Tuesday, June 07, 2005

A Good Question

John asks a good question over on Tosy and Cosh:

We've all heard the endless lamentations for the pre-digital era, and endless diatribes against all of the CG backgrounds utilized in today's films. And yet as Citizen Kane so ably demonstrates, the notion of filming real actors in front of fake (here, painted) backdrops is old, old, old. I mean, what makes the painted Xanadu any more "authentic" than the painted Naboo? Am I missing something deeper or is this just old-fashioned snobbery at work?
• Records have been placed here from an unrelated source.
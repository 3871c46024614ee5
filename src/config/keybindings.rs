use crossterm::event::KeyCode;
use serde::{Deserialize, Serialize};

use crate::config::key::{Key, KeyBinding};

#[derive(Debug, Clone, Serialize, Deserialize)]
#[serde(default)]
pub struct GlobalKeybindings {
    pub quit: KeyBinding,
    pub toggle_lock: KeyBinding,
    pub index: KeyBinding,
    pub counter: KeyBinding,
    pub fetch_data: KeyBinding,
}

#[derive(Debug, Clone, Serialize, Deserialize)]
#[serde(default)]
pub struct IndexKeybindings {
    pub exit_confirm: KeyBinding,
    pub fetch_data_dialog: KeyBinding,
    pub counter_dialog: KeyBinding,
}

#[derive(Debug, Clone, Serialize, Deserialize)]
#[serde(default)]
pub struct CounterKeybindings {
    pub increment: KeyBinding,
    pub decrement: KeyBinding,
    pub submit: KeyBinding,
}

#[derive(Debug, Clone, Serialize, Deserialize)]
#[serde(default)]
pub struct ForecastKeybindings {
    pub reload: KeyBinding,
    pub submit: KeyBinding,
}

#[derive(Debug, Clone, Serialize, Deserialize)]
#[serde(default)]
pub struct DialogKeybindings {
    pub confirm: KeyBinding,
    pub cancel: KeyBinding,
    /// Dismisses dialogs shown with a close button.
    pub close: KeyBinding,
}

#[derive(Debug, Clone, Serialize, Deserialize, Default)]
#[serde(default)]
pub struct KeybindingsConfig {
    pub global: GlobalKeybindings,
    pub index: IndexKeybindings,
    pub counter: CounterKeybindings,
    pub forecast: ForecastKeybindings,
    pub dialog: DialogKeybindings,
}

impl Default for GlobalKeybindings {
    fn default() -> Self {
        Self {
            quit: Key::char('q').into(),
            toggle_lock: Key::char('l').into(),
            index: Key::char('1').into(),
            counter: Key::char('2').into(),
            fetch_data: Key::char('3').into(),
        }
    }
}

impl Default for IndexKeybindings {
    fn default() -> Self {
        Self {
            exit_confirm: Key::char('e').into(),
            fetch_data_dialog: Key::char('f').into(),
            counter_dialog: Key::char('c').into(),
        }
    }
}

impl Default for CounterKeybindings {
    fn default() -> Self {
        Self {
            increment: KeyBinding::multiple(vec![
                Key::char('+'),
                Key::char(' '),
                Key::new(KeyCode::Up),
            ]),
            decrement: KeyBinding::multiple(vec![Key::char('-'), Key::new(KeyCode::Down)]),
            submit: Key::new(KeyCode::Enter).into(),
        }
    }
}

impl Default for ForecastKeybindings {
    fn default() -> Self {
        Self {
            reload: Key::char('r').into(),
            submit: Key::new(KeyCode::Enter).into(),
        }
    }
}

impl Default for DialogKeybindings {
    fn default() -> Self {
        Self {
            confirm: KeyBinding::multiple(vec![
                Key::char('y'),
                Key::char('Y'),
                Key::new(KeyCode::Enter),
            ]),
            cancel: KeyBinding::multiple(vec![Key::char('n'), Key::char('N')]),
            close: Key::new(KeyCode::Esc).into(),
        }
    }
}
I think that part of it really is old-fashioned snobbery. I just can't think of any other reason to explain it.

I remember watching an interview with George Lucas, the man most often excoriated for "soulless CGI", and he responded to this point by simply saying: "Movies aren't real." I think that's a very important thing to remember. You know Gene Kelly's magnificent titular dance number in Singin' in the Rain? Well, that wasn't a real rainstorm, it wasn't a real city block, and it wasn't even night when they filmed it.

Movies are all about illusion. It's what they are. The X-mansion in the first X-Men film? It was actually the Casa Loma estate in Toronto. Upstate New York in The Last of the Mohicans? Filmed in North Carolina. The planet Tatooine? It's actually Tunisia -- except for in Return of the Jedi, when it's Arizona.

Movies are artifice. Whether it's artifice created by guys building sets out of plywood and spackle, or artifice created by guys making matte paintings on glass, or artifice created by guys making digital landscapes on a computer -- none of that matters. All that matters is the artifice.